Start of Block

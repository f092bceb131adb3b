//! Error types for planroom-core.
//!
//! Search and persistence errors live next to the index in
//! [`crate::search::SearchError`]; storage backends report
//! [`crate::storage::StorageError`]. This module holds the errors raised by
//! chunking, embedding providers, ingestion and retrieval.

use crate::search::SearchError;
use thiserror::Error;

/// Errors that can occur during document chunking.
#[derive(Debug, Clone, Error)]
pub enum ChunkingError {
    /// The document could not be opened or decoded at all (fatal)
    #[error("Failed to read document: {0}")]
    DocumentRead(String),
    /// A single page or image could not be extracted (logged and skipped)
    #[error("Extraction failed on page {page}: {reason}")]
    ExtractionFailed {
        /// 1-indexed page number
        page: u32,
        /// Underlying decoder message
        reason: String,
    },
    /// Invalid chunking configuration
    #[error("Invalid chunking config: {0}")]
    InvalidConfig(String),
    /// Writing an extracted image to disk failed
    #[error("IO error: {0}")]
    Io(String),
}

/// Errors raised by embedding and captioning providers.
#[derive(Debug, Clone, Error)]
pub enum EmbeddingError {
    /// Transport failure or non-success status after retries
    #[error("Embedding request failed: {0}")]
    RequestFailed(String),
    /// Provider answered with a body we could not interpret
    #[error("Invalid embedding response: {0}")]
    InvalidResponse(String),
    /// Provider returned a vector of the wrong length
    #[error("Embedding dimension mismatch: expected {expected}, got {actual}")]
    DimensionMismatch {
        /// Configured dimension
        expected: usize,
        /// Length actually returned
        actual: usize,
    },
    /// Invalid provider configuration
    #[error("Invalid configuration: {0}")]
    InvalidConfig(String),
}

/// Errors that abort ingestion of a single document.
#[derive(Debug, Error)]
pub enum IngestionError {
    #[error(transparent)]
    Chunking(#[from] ChunkingError),
    #[error(transparent)]
    Embedding(#[from] EmbeddingError),
    #[error(transparent)]
    Index(#[from] SearchError),
}

/// Errors surfaced by the hybrid retriever.
///
/// An empty result set is never an error.
#[derive(Debug, Error)]
pub enum RetrievalError {
    #[error(transparent)]
    Embedding(#[from] EmbeddingError),
    #[error(transparent)]
    Index(#[from] SearchError),
}

impl From<std::io::Error> for ChunkingError {
    fn from(err: std::io::Error) -> Self {
        ChunkingError::Io(err.to_string())
    }
}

End of Block

In the answer, the lines from the first line of the data above through the line containing "to disk failed" must appear exactly as written, with nothing else.

*Exercise result*:
repository f092bceb131adb3b
//! Error types for planroom-core.
//!
//! Search and persistence errors live next to the index in
//! [`crate::search::SearchError`]; storage backends report
//! [`crate::storage::StorageError`]. This module holds the errors raised by
//! chunking, embedding providers, ingestion and retrieval.

use crate::search::SearchError;
use thiserror::Error;

/// Errors that can occur during document chunking.
#[derive(Debug, Clone, Error)]
pub enum ChunkingError {
    /// The document could not be opened or decoded at all (fatal)
    #[error("Failed to read document: {0}")]
    DocumentRead(String),
    /// A single page or image could not be extracted (logged and skipped)
    #[error("Extraction failed on page {page}: {reason}")]
    ExtractionFailed {
        /// 1-indexed page number
        page: u32,
        /// Underlying decoder message
        reason: String,
    },
    /// Invalid chunking configuration
    #[error("Invalid chunking config: {0}")]
    InvalidConfig(String),
    /// Writing an extracted image to disk failed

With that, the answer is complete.